__Problem to solve__. Your task is to filter the entries and copy every line containing the string "trim".

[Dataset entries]

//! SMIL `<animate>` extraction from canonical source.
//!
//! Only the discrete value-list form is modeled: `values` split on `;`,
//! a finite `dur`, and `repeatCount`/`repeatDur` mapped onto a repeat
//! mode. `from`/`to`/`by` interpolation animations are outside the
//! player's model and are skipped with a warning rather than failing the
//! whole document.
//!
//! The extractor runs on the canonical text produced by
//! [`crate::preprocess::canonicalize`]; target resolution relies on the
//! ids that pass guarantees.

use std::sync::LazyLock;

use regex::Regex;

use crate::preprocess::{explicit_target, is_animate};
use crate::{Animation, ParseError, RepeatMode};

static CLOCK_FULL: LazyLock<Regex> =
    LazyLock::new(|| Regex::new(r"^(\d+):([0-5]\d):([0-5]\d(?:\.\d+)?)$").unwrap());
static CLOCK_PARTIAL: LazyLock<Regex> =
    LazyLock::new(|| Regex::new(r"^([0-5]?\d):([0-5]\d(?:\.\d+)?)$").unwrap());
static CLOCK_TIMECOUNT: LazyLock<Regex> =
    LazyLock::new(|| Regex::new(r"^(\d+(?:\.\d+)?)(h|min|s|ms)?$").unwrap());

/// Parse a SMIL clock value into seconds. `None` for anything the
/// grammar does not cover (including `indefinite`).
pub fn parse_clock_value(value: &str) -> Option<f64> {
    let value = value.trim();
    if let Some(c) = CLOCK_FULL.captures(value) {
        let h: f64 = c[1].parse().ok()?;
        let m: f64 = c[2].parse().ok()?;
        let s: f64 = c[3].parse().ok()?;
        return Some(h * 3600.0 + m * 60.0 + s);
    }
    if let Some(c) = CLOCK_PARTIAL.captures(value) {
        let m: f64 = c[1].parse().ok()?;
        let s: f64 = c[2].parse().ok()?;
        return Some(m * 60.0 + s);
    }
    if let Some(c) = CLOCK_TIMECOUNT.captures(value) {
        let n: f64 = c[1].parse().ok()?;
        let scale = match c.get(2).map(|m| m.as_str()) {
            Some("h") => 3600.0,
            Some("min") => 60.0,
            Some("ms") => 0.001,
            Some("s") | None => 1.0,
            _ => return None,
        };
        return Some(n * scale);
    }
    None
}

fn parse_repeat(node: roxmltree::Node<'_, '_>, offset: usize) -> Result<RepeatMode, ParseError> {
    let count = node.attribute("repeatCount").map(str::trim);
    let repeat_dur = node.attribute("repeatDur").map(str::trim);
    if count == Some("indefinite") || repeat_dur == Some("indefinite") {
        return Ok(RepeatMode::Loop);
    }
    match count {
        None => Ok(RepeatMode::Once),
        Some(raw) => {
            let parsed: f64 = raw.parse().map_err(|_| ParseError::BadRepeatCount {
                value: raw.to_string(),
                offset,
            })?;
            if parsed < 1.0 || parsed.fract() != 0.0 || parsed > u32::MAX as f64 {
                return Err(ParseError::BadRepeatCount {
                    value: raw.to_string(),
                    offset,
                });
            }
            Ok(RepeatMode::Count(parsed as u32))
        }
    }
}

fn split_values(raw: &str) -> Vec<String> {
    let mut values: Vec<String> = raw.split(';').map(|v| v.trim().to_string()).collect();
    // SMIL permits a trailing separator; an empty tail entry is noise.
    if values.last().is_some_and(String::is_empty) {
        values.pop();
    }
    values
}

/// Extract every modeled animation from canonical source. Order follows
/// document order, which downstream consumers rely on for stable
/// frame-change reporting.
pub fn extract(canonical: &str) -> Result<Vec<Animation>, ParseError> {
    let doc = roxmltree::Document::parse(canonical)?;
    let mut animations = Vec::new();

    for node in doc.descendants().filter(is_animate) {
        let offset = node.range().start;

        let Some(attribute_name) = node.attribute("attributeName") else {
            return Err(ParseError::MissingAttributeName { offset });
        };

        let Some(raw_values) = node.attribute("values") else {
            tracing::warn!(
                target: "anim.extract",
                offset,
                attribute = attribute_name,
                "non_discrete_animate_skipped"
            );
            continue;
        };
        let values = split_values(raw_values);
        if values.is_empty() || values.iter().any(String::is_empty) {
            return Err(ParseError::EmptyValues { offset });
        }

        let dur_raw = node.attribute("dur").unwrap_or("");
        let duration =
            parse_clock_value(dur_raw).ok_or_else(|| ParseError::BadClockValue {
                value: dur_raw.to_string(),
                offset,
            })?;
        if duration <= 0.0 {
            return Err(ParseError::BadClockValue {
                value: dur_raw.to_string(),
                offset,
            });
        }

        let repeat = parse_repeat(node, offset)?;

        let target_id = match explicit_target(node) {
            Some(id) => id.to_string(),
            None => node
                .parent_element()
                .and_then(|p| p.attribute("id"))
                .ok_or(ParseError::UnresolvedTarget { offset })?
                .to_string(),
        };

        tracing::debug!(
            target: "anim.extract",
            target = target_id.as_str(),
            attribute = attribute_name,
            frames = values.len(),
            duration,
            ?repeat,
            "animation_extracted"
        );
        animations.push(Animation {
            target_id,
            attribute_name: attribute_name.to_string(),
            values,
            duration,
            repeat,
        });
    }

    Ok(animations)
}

* * *

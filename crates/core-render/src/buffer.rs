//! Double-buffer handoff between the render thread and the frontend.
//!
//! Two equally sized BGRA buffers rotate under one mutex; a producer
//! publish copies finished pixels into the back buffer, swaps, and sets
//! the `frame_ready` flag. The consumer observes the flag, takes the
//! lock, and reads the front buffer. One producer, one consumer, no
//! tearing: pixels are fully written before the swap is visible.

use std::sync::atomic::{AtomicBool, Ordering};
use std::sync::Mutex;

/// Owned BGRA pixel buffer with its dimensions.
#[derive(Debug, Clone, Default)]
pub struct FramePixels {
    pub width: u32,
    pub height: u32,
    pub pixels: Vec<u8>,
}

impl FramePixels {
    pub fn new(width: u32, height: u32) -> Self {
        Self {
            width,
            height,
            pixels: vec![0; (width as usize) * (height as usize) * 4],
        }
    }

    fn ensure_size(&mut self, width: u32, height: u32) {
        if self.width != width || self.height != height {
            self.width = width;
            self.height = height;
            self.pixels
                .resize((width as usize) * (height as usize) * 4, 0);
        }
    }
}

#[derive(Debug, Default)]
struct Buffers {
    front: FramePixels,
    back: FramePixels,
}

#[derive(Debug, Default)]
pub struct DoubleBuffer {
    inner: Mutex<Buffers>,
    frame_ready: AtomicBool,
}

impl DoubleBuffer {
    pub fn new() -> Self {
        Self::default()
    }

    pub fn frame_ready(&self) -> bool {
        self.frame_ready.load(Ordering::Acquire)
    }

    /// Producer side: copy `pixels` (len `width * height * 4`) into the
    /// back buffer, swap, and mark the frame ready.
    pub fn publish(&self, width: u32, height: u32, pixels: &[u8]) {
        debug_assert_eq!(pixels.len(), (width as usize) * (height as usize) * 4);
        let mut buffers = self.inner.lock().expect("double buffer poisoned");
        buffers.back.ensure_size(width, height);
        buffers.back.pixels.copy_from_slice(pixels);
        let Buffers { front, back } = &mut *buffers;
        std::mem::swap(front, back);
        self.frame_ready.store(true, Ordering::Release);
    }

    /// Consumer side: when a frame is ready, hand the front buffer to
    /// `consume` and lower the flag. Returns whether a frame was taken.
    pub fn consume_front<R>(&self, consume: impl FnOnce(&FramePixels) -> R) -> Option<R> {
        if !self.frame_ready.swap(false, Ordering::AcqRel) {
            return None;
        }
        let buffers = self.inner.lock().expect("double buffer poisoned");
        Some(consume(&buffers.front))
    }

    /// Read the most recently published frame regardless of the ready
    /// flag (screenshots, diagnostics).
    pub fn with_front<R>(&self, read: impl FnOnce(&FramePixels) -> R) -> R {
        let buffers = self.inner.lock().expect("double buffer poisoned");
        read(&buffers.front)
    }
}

__Result__.
    let value = value.trim();
    let count = node.attribute("repeatCount").map(str::trim);
    let repeat_dur = node.attribute("repeatDur").map(str::trim);
    let mut values: Vec<String> = raw.split(';').map(|v| v.trim().to_string()).collect();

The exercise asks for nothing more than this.